Recorded data START
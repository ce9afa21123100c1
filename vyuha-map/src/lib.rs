//! # Vyuha-Map: Maze Grid Model and Pathfinding
//!
//! Grid model and shortest-path solving for a maze built from 25×25 cm
//! cells, as discovered by a small wheeled robot during exploration.
//!
//! ## Overview
//!
//! The robot reports each cell it drives through, optionally with the
//! walls it sensed on the cell's four sides. This crate accumulates those
//! reports into a [`MazeGrid`] and computes shortest routes over the
//! visited cells with a choice of algorithm (A*, Dijkstra, BFS).
//!
//! ## Modules
//!
//! - [`core`]: Fundamental types ([`Cell`], [`Walls`], [`Heading`])
//! - [`grid`]: The [`MazeGrid`] visited-cell model
//! - [`pathfinding`]: Shortest-path solvers over the grid
//! - [`io`]: Text-format parsing and export of recorded cell logs
//!
//! ## Coordinate frame
//!
//! Columns grow East, rows grow South (screen convention inherited from
//! the robot's odometry). Headings are absolute: East = 0°, South = 90°,
//! West = 180°, North = 270°.

pub mod core;
pub mod grid;
pub mod io;
pub mod pathfinding;

pub use crate::core::{Cell, Heading, Walls, CELL_SIZE_CM};
pub use crate::grid::MazeGrid;
pub use crate::pathfinding::{solve, Algorithm, PathResult, SolveError};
Recorded data END
__Problem to work on__. Among the records above, find each line holding the string "with" and pull it out.

__Result of the task__.
//! The robot reports each cell it drives through, optionally with the
//! visited cells with a choice of algorithm (A*, Dijkstra, BFS).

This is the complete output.